[Collected data]
=== Section Start ===

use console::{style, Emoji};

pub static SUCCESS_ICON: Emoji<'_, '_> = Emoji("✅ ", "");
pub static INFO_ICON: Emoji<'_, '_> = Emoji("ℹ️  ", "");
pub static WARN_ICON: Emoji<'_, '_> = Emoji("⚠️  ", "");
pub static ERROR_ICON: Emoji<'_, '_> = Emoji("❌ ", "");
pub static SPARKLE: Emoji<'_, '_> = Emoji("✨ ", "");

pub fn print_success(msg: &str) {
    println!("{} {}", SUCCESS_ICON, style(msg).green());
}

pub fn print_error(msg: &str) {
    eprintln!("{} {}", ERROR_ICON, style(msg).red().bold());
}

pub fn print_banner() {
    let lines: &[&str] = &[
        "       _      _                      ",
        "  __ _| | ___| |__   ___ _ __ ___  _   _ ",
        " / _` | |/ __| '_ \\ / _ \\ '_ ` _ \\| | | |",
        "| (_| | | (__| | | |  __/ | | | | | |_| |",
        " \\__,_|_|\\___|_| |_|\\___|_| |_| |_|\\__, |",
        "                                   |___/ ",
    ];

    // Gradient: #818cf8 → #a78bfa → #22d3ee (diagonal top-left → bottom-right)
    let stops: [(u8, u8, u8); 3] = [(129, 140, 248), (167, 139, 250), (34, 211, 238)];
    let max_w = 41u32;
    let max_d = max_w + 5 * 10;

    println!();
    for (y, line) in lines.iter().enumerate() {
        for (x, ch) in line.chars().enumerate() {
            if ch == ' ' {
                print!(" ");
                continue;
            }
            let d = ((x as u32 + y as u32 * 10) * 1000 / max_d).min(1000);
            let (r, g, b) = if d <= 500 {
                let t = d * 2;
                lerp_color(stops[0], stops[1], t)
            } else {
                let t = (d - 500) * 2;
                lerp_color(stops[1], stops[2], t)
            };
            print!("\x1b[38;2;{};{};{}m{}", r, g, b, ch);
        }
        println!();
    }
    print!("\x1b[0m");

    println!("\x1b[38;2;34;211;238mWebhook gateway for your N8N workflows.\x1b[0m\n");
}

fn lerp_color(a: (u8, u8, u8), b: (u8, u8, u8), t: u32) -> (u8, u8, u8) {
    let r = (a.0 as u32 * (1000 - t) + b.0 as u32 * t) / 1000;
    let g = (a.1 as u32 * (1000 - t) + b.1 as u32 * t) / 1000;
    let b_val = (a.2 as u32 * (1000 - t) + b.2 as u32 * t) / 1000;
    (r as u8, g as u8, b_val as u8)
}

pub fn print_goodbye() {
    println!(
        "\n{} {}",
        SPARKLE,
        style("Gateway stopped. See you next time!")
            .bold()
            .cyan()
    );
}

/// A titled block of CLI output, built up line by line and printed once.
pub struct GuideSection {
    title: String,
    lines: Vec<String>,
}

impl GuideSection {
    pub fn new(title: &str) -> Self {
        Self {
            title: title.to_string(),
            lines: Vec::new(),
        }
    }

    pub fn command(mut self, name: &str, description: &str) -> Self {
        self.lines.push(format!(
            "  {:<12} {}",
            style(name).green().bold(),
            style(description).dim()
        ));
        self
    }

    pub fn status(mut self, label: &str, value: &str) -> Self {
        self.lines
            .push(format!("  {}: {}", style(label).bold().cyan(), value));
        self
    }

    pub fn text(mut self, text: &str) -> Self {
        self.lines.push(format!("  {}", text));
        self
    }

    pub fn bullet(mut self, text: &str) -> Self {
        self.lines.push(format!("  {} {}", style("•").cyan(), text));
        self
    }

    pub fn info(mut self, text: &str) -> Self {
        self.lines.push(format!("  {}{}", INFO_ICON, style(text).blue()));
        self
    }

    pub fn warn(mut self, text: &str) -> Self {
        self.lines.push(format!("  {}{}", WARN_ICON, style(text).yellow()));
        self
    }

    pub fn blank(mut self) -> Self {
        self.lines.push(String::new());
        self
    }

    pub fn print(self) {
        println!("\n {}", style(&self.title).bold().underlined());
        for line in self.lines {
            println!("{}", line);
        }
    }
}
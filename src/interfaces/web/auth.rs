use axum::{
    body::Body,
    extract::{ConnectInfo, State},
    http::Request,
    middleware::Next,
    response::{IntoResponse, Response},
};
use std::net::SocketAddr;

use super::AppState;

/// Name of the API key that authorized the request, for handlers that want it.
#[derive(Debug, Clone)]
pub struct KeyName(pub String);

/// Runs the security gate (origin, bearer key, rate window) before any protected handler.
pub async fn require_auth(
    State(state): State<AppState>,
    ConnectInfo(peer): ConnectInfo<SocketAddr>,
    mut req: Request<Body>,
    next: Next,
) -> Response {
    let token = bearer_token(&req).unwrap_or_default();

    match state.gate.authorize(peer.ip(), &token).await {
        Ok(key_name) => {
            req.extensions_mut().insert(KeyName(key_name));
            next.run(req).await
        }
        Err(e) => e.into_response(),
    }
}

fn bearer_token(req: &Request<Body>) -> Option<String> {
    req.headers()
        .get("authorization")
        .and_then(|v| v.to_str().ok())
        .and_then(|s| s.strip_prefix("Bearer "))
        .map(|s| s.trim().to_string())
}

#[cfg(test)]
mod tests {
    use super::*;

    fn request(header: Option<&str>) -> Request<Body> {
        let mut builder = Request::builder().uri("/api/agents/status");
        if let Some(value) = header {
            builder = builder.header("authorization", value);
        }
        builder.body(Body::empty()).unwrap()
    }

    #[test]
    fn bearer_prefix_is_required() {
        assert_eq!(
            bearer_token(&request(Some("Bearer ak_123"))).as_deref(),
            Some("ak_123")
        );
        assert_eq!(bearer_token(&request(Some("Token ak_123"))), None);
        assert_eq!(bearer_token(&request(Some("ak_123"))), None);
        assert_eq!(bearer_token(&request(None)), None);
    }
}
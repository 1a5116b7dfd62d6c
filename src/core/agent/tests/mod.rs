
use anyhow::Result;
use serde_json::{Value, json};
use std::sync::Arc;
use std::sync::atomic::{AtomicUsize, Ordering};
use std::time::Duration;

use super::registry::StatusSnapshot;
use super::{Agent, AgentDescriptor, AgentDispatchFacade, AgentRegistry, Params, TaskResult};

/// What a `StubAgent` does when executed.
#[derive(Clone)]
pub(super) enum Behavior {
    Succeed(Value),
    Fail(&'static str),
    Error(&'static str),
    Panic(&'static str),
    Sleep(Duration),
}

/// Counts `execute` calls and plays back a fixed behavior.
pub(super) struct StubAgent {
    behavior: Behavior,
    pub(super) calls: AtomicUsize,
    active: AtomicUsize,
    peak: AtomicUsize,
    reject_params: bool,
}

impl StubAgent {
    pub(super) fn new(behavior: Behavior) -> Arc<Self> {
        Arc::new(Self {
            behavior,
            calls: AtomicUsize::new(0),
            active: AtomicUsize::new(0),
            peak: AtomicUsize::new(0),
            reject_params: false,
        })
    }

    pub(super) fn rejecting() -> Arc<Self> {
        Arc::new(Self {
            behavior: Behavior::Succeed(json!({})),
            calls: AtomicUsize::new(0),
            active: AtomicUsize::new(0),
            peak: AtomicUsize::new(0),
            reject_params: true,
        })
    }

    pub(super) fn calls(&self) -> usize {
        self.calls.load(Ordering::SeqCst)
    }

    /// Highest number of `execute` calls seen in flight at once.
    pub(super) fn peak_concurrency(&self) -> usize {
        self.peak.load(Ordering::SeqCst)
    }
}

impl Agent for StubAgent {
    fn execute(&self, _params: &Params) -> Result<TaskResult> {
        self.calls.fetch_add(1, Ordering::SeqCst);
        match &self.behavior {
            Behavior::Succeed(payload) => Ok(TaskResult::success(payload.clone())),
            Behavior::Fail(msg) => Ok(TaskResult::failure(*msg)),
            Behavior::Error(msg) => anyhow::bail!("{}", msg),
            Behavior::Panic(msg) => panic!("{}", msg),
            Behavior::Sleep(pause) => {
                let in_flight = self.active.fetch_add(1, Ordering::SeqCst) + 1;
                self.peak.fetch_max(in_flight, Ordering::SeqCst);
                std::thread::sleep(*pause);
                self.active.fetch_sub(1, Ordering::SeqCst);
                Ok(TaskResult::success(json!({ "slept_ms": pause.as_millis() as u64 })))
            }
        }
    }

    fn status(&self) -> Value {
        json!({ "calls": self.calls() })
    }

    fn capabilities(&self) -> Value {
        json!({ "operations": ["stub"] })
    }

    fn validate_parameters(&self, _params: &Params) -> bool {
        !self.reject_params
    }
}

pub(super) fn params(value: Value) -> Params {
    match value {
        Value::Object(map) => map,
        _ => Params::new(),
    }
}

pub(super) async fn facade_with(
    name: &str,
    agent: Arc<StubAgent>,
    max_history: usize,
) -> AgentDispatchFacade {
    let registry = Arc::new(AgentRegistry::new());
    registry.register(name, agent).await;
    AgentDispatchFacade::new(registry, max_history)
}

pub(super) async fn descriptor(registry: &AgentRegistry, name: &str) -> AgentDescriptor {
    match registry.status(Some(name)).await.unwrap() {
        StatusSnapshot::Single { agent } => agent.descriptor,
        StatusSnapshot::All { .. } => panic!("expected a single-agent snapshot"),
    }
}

=== Section End ===
=== Section Start ===

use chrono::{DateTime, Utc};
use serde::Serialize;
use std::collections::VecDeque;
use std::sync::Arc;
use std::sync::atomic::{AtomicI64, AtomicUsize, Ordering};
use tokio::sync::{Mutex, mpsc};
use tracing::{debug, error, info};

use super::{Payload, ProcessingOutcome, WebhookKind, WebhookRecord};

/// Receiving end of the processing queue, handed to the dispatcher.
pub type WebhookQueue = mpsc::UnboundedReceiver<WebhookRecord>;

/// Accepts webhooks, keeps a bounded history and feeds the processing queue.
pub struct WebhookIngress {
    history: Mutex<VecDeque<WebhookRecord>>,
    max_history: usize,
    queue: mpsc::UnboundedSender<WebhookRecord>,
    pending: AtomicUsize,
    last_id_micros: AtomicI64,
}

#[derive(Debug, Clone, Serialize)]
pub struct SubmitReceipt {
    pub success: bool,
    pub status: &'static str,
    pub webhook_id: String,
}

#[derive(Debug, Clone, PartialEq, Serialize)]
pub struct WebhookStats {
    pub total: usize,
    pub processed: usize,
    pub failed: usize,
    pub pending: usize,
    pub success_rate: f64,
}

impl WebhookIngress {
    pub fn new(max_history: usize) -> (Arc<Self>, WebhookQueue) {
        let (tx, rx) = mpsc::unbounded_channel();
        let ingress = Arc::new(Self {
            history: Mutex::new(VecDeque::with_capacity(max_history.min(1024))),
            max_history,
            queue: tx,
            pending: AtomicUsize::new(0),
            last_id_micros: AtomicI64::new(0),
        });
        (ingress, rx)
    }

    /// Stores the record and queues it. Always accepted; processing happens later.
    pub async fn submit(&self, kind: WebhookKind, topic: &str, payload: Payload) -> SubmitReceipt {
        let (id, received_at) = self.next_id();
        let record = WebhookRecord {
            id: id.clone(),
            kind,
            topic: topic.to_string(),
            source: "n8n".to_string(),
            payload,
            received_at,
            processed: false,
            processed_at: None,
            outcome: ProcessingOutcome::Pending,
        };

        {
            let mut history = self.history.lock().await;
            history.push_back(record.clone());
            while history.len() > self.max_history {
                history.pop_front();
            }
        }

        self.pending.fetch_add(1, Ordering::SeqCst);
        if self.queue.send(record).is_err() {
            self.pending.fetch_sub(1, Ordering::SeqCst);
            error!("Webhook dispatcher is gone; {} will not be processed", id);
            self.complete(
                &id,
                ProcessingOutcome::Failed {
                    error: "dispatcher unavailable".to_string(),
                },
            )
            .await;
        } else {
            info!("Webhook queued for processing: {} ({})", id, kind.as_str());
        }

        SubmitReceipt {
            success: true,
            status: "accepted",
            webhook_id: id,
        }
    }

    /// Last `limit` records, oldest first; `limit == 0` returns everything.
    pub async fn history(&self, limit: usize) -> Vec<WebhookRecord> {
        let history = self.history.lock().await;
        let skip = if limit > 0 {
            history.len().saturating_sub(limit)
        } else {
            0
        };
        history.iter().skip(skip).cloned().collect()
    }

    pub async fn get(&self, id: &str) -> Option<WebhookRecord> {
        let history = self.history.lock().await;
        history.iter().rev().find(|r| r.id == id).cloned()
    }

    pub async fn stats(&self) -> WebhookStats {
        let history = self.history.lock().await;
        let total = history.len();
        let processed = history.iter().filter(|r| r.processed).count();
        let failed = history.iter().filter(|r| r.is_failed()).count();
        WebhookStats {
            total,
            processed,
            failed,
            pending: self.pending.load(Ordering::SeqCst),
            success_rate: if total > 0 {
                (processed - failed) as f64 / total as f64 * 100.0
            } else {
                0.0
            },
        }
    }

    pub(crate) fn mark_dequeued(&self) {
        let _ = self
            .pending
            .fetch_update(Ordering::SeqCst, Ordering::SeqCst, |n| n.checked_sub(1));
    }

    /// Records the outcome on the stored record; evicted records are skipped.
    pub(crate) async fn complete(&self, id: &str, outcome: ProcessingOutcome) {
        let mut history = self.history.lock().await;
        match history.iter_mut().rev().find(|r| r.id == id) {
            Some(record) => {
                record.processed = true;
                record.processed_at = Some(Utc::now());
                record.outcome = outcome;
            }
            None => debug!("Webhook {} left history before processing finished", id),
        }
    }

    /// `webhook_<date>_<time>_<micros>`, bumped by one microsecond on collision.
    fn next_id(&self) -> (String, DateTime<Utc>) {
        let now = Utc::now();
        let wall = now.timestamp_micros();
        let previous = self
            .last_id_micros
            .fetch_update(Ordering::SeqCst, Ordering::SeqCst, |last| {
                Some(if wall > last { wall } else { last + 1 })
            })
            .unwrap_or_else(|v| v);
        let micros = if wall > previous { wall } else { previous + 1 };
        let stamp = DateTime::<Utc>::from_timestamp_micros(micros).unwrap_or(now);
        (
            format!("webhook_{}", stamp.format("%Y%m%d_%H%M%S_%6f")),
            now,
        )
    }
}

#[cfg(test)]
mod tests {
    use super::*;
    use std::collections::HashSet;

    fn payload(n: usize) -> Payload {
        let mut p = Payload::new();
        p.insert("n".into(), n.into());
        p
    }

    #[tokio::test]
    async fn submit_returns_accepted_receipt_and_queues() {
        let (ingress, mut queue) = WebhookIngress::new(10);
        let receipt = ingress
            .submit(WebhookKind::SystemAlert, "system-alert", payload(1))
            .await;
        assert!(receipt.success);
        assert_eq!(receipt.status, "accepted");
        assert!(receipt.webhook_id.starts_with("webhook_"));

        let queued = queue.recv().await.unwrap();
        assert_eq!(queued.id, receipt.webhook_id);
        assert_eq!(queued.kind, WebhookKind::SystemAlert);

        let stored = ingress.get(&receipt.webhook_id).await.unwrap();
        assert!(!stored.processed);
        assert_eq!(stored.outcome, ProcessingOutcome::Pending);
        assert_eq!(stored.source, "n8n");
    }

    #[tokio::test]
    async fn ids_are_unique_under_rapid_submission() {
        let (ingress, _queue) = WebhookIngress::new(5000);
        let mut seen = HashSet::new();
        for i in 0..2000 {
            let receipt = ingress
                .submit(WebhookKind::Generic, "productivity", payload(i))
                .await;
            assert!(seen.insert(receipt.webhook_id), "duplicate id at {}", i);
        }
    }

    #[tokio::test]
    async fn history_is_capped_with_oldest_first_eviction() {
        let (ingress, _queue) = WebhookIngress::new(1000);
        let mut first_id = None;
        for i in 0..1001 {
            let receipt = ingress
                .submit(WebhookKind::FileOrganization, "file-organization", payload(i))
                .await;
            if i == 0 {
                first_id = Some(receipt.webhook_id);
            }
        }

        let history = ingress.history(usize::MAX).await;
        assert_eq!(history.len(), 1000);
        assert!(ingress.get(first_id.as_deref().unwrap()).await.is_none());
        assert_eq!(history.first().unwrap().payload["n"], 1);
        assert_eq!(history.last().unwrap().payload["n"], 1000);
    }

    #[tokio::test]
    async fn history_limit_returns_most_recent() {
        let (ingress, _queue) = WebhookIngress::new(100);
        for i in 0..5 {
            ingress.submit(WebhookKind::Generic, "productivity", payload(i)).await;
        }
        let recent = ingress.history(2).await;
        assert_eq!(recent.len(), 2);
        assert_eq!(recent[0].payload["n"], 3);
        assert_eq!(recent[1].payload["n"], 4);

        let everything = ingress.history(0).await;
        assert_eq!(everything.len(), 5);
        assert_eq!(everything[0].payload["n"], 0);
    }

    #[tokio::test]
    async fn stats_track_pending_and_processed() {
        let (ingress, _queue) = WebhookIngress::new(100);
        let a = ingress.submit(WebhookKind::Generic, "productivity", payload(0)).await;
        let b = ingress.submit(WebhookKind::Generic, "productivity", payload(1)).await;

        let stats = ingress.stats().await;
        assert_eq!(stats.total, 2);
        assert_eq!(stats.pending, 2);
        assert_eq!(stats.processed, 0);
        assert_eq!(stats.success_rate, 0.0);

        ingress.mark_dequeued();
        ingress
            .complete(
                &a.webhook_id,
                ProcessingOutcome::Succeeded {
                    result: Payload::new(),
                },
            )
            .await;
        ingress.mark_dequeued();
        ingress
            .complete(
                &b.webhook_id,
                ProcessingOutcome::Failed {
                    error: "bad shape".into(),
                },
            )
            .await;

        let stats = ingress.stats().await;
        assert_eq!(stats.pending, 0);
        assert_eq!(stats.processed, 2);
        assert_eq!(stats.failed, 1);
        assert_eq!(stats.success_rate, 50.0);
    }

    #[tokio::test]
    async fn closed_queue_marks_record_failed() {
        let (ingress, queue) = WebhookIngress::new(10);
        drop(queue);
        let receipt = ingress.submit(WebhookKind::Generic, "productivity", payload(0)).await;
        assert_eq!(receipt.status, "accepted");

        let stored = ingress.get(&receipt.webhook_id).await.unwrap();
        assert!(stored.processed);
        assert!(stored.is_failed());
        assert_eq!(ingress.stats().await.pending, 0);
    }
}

=== Section End ===

### [Problem description]
Write only the number of lines in the records that include the word "wall".

### [Exercise response]
3